▸ WHAT IS NEEDED:
Please return only the lines from the one holding "#[derive(Clone, Copy, ValueEnum)]" through the one holding "#[tokio::main]", exactly as they appear in the records below, both ends included.
════════
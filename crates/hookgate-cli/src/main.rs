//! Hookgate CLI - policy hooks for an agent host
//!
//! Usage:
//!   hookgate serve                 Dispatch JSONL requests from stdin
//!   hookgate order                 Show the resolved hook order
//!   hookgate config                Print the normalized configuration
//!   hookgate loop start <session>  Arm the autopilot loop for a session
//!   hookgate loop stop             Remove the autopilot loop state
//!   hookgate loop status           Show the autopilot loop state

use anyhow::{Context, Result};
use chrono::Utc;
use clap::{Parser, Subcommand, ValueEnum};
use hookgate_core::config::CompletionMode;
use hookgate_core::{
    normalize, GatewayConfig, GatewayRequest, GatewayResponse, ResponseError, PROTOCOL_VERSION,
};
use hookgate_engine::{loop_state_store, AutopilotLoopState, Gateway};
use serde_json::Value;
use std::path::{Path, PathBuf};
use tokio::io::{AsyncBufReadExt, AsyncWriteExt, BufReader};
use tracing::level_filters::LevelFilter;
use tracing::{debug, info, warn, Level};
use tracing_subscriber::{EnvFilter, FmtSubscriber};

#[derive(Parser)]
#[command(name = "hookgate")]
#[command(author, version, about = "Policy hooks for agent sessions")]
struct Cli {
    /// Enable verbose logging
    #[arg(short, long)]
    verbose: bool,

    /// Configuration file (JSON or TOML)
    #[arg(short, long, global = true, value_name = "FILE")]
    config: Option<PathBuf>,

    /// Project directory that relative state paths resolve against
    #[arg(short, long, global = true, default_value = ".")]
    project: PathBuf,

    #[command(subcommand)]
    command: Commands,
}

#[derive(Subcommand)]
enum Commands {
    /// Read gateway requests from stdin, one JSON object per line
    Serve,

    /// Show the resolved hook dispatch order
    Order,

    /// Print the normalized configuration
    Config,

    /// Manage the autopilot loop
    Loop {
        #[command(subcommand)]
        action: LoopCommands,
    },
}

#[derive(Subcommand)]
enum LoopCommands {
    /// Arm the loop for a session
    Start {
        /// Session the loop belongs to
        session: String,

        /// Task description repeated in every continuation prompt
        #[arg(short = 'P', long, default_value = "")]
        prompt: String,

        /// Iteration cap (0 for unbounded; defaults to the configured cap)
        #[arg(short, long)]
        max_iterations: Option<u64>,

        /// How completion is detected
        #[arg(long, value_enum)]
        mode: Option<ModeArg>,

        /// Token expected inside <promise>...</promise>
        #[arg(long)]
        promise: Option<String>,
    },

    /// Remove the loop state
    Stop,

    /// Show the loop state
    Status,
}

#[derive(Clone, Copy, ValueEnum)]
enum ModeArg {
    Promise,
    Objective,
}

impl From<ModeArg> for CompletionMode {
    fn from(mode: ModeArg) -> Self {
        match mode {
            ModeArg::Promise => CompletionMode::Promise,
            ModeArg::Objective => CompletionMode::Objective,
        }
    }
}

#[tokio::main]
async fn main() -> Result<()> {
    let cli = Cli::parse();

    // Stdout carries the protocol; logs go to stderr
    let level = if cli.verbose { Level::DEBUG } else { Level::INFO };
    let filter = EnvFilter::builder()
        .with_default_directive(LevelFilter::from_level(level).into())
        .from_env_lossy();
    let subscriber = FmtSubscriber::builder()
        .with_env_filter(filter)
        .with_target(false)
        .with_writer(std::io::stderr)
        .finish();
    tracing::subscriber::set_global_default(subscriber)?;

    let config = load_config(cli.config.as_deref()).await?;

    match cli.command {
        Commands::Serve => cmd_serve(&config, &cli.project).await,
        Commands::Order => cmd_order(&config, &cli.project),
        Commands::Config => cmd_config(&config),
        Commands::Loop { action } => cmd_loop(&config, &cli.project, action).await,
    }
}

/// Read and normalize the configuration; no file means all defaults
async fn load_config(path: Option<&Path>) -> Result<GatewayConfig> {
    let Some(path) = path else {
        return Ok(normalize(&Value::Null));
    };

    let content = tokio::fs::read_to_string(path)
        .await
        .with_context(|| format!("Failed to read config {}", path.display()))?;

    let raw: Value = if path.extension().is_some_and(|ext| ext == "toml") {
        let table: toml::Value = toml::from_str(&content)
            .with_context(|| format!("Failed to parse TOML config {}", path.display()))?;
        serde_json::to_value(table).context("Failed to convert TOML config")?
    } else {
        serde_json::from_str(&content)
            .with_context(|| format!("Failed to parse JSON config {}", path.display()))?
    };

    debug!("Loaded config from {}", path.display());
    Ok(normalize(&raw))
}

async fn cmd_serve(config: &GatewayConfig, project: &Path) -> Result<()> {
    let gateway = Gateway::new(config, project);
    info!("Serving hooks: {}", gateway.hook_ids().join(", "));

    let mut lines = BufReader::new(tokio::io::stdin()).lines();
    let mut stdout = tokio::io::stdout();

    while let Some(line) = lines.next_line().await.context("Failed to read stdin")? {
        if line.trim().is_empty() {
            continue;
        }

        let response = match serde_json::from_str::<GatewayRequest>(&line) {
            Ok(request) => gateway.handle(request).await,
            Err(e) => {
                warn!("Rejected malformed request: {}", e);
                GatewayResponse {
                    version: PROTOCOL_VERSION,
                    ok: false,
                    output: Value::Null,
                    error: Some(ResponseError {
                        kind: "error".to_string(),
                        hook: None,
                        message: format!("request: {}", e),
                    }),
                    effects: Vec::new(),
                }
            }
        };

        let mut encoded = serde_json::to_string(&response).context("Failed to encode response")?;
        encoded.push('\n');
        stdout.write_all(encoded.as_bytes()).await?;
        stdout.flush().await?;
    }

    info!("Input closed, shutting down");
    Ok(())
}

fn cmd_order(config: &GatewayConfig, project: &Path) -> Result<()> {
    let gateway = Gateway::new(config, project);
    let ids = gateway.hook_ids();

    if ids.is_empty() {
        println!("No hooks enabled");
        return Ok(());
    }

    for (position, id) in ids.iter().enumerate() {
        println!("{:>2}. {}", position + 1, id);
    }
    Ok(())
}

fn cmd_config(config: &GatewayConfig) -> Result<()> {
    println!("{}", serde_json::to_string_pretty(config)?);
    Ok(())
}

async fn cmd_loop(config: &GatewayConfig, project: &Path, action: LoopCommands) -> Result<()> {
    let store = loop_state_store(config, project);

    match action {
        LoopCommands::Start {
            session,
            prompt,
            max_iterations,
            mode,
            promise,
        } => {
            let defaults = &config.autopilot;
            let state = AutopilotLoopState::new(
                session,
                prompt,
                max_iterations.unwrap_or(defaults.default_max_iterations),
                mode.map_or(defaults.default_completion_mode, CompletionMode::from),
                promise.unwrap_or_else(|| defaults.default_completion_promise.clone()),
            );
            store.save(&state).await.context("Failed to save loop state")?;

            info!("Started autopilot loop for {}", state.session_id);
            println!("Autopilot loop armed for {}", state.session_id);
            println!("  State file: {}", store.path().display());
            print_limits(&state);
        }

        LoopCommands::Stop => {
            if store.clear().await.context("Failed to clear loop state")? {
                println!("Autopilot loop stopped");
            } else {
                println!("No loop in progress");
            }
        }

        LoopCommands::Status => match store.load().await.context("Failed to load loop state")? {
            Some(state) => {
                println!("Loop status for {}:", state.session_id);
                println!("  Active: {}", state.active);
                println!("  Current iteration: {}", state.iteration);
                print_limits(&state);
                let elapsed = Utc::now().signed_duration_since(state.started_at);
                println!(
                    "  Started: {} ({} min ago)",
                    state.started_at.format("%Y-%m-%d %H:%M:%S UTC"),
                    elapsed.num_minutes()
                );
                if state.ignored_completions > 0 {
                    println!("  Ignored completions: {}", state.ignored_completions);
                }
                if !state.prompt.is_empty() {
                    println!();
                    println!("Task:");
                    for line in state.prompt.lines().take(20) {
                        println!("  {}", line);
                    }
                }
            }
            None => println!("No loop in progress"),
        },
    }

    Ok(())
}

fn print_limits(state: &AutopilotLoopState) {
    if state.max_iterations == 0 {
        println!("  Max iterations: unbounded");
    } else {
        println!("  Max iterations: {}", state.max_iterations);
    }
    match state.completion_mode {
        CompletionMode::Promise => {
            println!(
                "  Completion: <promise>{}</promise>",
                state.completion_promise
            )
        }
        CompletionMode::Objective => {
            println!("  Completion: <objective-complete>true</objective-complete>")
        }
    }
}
════════
▸ TASK RESPONSE:
#[derive(Clone, Copy, ValueEnum)]
enum ModeArg {
    Promise,
    Objective,
}

impl From<ModeArg> for CompletionMode {
    fn from(mode: ModeArg) -> Self {
        match mode {
            ModeArg::Promise => CompletionMode::Promise,
            ModeArg::Objective => CompletionMode::Objective,
        }
    }
}

#[tokio::main]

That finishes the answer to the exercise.